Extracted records
+ + + +

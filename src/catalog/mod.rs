use std::fs;
use std::path::Path;

use include_dir::{include_dir, Dir};
use serde::Deserialize;
use tracing::debug;

use crate::error::{CatalogError, CatalogResult};
use crate::quiz::{Category, Quiz};

static CATALOG_DIR: Dir = include_dir!("src/catalog/data");

/// Where quizzes come from. The session engine does not care which.
pub trait QuizSource {
    fn categories(&self) -> CatalogResult<Vec<Category>>;

    fn quiz(&self, id: &str) -> CatalogResult<Quiz> {
        self.categories()?
            .into_iter()
            .flat_map(|c| c.quizzes)
            .find(|q| q.id == id)
            .ok_or_else(|| CatalogError::NotFound(id.to_string()))
    }
}

/// Either a single category or a list of them
#[derive(Deserialize)]
#[serde(untagged)]
enum CatalogFile {
    Many(Vec<Category>),
    One(Category),
}

impl CatalogFile {
    fn into_categories(self) -> Vec<Category> {
        match self {
            CatalogFile::Many(categories) => categories,
            CatalogFile::One(category) => vec![category],
        }
    }
}

fn parse_categories(contents: &str) -> CatalogResult<Vec<Category>> {
    let file: CatalogFile = serde_json::from_str(contents)?;
    file.into_categories()
        .into_iter()
        .map(Category::normalize)
        .collect()
}

/// Quizzes compiled into the binary
#[derive(Debug, Clone)]
pub struct BundledCatalog {
    categories: Vec<Category>,
}

impl BundledCatalog {
    pub fn load() -> CatalogResult<Self> {
        let mut categories = Vec::new();
        for file in CATALOG_DIR.files() {
            if file.path().extension().and_then(|e| e.to_str()) != Some("json") {
                continue;
            }
            let contents = file.contents_utf8().ok_or_else(|| CatalogError::Invalid {
                quiz: file.path().display().to_string(),
                reason: "not valid UTF-8".to_string(),
            })?;
            categories.extend(parse_categories(contents)?);
        }
        categories.sort_by(|a, b| a.id.cmp(&b.id));
        debug!(categories = categories.len(), "bundled catalog loaded");
        Ok(Self { categories })
    }
}

impl QuizSource for BundledCatalog {
    fn categories(&self) -> CatalogResult<Vec<Category>> {
        Ok(self.categories.clone())
    }
}

/// Quizzes read from a JSON file on disk
#[derive(Debug, Clone)]
pub struct JsonFileCatalog {
    categories: Vec<Category>,
}

impl JsonFileCatalog {
    pub fn open<P: AsRef<Path>>(path: P) -> CatalogResult<Self> {
        let path = path.as_ref();
        let contents = fs::read_to_string(path)?;
        let categories = parse_categories(&contents)?;
        debug!(path = %path.display(), categories = categories.len(), "quiz file loaded");
        Ok(Self { categories })
    }
}

impl QuizSource for JsonFileCatalog {
    fn categories(&self) -> CatalogResult<Vec<Category>> {
        Ok(self.categories.clone())
    }
}

#[cfg(test)]
mod tests {
    use super::*;
    use assert_matches::assert_matches;
    use std::io::Write;

    #[test]
    fn bundled_catalog_loads_and_validates() {
        let catalog = BundledCatalog::load().unwrap();
        let categories = catalog.categories().unwrap();
        assert!(!categories.is_empty());
        for category in &categories {
            for quiz in &category.quizzes {
                assert!(!quiz.questions.is_empty());
                assert_eq!(quiz.category_id, category.id);
                quiz.validate().unwrap();
            }
        }
    }

    #[test]
    fn bundled_catalog_finds_quiz_by_id() {
        let catalog = BundledCatalog::load().unwrap();
        let quiz = catalog.quiz("1").unwrap();
        assert_eq!(quiz.points_reward, 50);
        assert_eq!(quiz.time_limit_minutes, 10);
        assert_matches!(catalog.quiz("nope"), Err(CatalogError::NotFound(id)) if id == "nope");
    }

    #[test]
    fn file_catalog_accepts_single_category() {
        let mut file = tempfile::NamedTempFile::new().unwrap();
        write!(
            file,
            r#"{{"id":"c","name":"Custom","quizzes":[{{"id":"x","title":"X","timeLimit":1,"pointsReward":10,
               "questions":[{{"id":"q","prompt":"?","options":["a","b"],"correctAnswerIndex":0}}]}}]}}"#
        )
        .unwrap();

        let catalog = JsonFileCatalog::open(file.path()).unwrap();
        let quiz = catalog.quiz("x").unwrap();
        assert_eq!(quiz.category_id, "c");
        assert_eq!(catalog.categories().unwrap()[0].quizzes.len(), 1);
    }

    #[test]
    fn file_catalog_accepts_category_list() {
        let categories = parse_categories(
            r#"[{"id":"a","name":"A"},{"id":"b","name":"B","quizzes":[]}]"#,
        )
        .unwrap();
        assert_eq!(categories.len(), 2);
    }

    #[test]
    fn file_catalog_rejects_invalid_question() {
        let err = parse_categories(
            r#"{"id":"c","name":"C","quizzes":[{"id":"bad","title":"Bad","timeLimit":1,"pointsReward":1,
                "questions":[{"id":"q","prompt":"?","options":["a","b"],"correctAnswerIndex":5}]}]}"#,
        )
        .unwrap_err();
        assert_matches!(err, CatalogError::Invalid { quiz, .. } if quiz == "bad");
    }

    #[test]
    fn missing_file_is_io_error() {
        assert_matches!(
            JsonFileCatalog::open("/definitely/not/here.json"),
            Err(CatalogError::Io(_))
        );
    }
}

+ + + +

- [Activity]: The answer should contain every line of the data, unchanged.

- [Response below]:
filename src/catalog/mod.rs
use std::fs;
use std::path::Path;

use include_dir::{include_dir, Dir};
use serde::Deserialize;
use tracing::debug;

use crate::error::{CatalogError, CatalogResult};
use crate::quiz::{Category, Quiz};

static CATALOG_DIR: Dir = include_dir!("src/catalog/data");

/// Where quizzes come from. The session engine does not care which.
pub trait QuizSource {
    fn categories(&self) -> CatalogResult<Vec<Category>>;

    fn quiz(&self, id: &str) -> CatalogResult<Quiz> {
        self.categories()?
            .into_iter()
            .flat_map(|c| c.quizzes)
            .find(|q| q.id == id)
            .ok_or_else(|| CatalogError::NotFound(id.to_string()))
    }
}

/// Either a single category or a list of them
#[derive(Deserialize)]
#[serde(untagged)]
enum CatalogFile {
    Many(Vec<Category>),
    One(Category),
}

impl CatalogFile {
    fn into_categories(self) -> Vec<Category> {
        match self {
            CatalogFile::Many(categories) => categories,
            CatalogFile::One(category) => vec![category],
        }
    }
}

fn parse_categories(contents: &str) -> CatalogResult<Vec<Category>> {
    let file: CatalogFile = serde_json::from_str(contents)?;
    file.into_categories()
        .into_iter()
        .map(Category::normalize)
        .collect()
}

/// Quizzes compiled into the binary
#[derive(Debug, Clone)]
pub struct BundledCatalog {
    categories: Vec<Category>,
}

impl BundledCatalog {
    pub fn load() -> CatalogResult<Self> {
        let mut categories = Vec::new();
        for file in CATALOG_DIR.files() {
            if file.path().extension().and_then(|e| e.to_str()) != Some("json") {
                continue;
            }
            let contents = file.contents_utf8().ok_or_else(|| CatalogError::Invalid {
                quiz: file.path().display().to_string(),
                reason: "not valid UTF-8".to_string(),
            })?;
            categories.extend(parse_categories(contents)?);
        }
        categories.sort_by(|a, b| a.id.cmp(&b.id));
        debug!(categories = categories.len(), "bundled catalog loaded");
        Ok(Self { categories })
    }
}

impl QuizSource for BundledCatalog {
    fn categories(&self) -> CatalogResult<Vec<Category>> {
        Ok(self.categories.clone())
    }
}

/// Quizzes read from a JSON file on disk
#[derive(Debug, Clone)]
pub struct JsonFileCatalog {
    categories: Vec<Category>,
}

impl JsonFileCatalog {
    pub fn open<P: AsRef<Path>>(path: P) -> CatalogResult<Self> {
        let path = path.as_ref();
        let contents = fs::read_to_string(path)?;
        let categories = parse_categories(&contents)?;
        debug!(path = %path.display(), categories = categories.len(), "quiz file loaded");
        Ok(Self { categories })
    }
}

impl QuizSource for JsonFileCatalog {
    fn categories(&self) -> CatalogResult<Vec<Category>> {
        Ok(self.categories.clone())
    }
}

#[cfg(test)]
mod tests {
    use super::*;
    use assert_matches::assert_matches;
    use std::io::Write;

    #[test]
    fn bundled_catalog_loads_and_validates() {
        let catalog = BundledCatalog::load().unwrap();
        let categories = catalog.categories().unwrap();
        assert!(!categories.is_empty());
        for category in &categories {
            for quiz in &category.quizzes {
                assert!(!quiz.questions.is_empty());
                assert_eq!(quiz.category_id, category.id);
                quiz.validate().unwrap();
            }
        }
    }

    #[test]
    fn bundled_catalog_finds_quiz_by_id() {
        let catalog = BundledCatalog::load().unwrap();
        let quiz = catalog.quiz("1").unwrap();
        assert_eq!(quiz.points_reward, 50);
        assert_eq!(quiz.time_limit_minutes, 10);
        assert_matches!(catalog.quiz("nope"), Err(CatalogError::NotFound(id)) if id == "nope");
    }

    #[test]
    fn file_catalog_accepts_single_category() {
        let mut file = tempfile::NamedTempFile::new().unwrap();
        write!(
            file,
            r#"{{"id":"c","name":"Custom","quizzes":[{{"id":"x","title":"X","timeLimit":1,"pointsReward":10,
               "questions":[{{"id":"q","prompt":"?","options":["a","b"],"correctAnswerIndex":0}}]}}]}}"#
        )
        .unwrap();

        let catalog = JsonFileCatalog::open(file.path()).unwrap();
        let quiz = catalog.quiz("x").unwrap();
        assert_eq!(quiz.category_id, "c");
        assert_eq!(catalog.categories().unwrap()[0].quizzes.len(), 1);
    }

    #[test]
    fn file_catalog_accepts_category_list() {
        let categories = parse_categories(
            r#"[{"id":"a","name":"A"},{"id":"b","name":"B","quizzes":[]}]"#,
        )
        .unwrap();
        assert_eq!(categories.len(), 2);
    }

    #[test]
    fn file_catalog_rejects_invalid_question() {
        let err = parse_categories(
            r#"{"id":"c","name":"C","quizzes":[{"id":"bad","title":"Bad","timeLimit":1,"pointsReward":1,
                "questions":[{"id":"q","prompt":"?","options":["a","b"],"correctAnswerIndex":5}]}]}"#,
        )
        .unwrap_err();
        assert_matches!(err, CatalogError::Invalid { quiz, .. } if quiz == "bad");
    }

    #[test]
    fn missing_file_is_io_error() {
        assert_matches!(
            JsonFileCatalog::open("/definitely/not/here.json"),
            Err(CatalogError::Io(_))
        );
    }
}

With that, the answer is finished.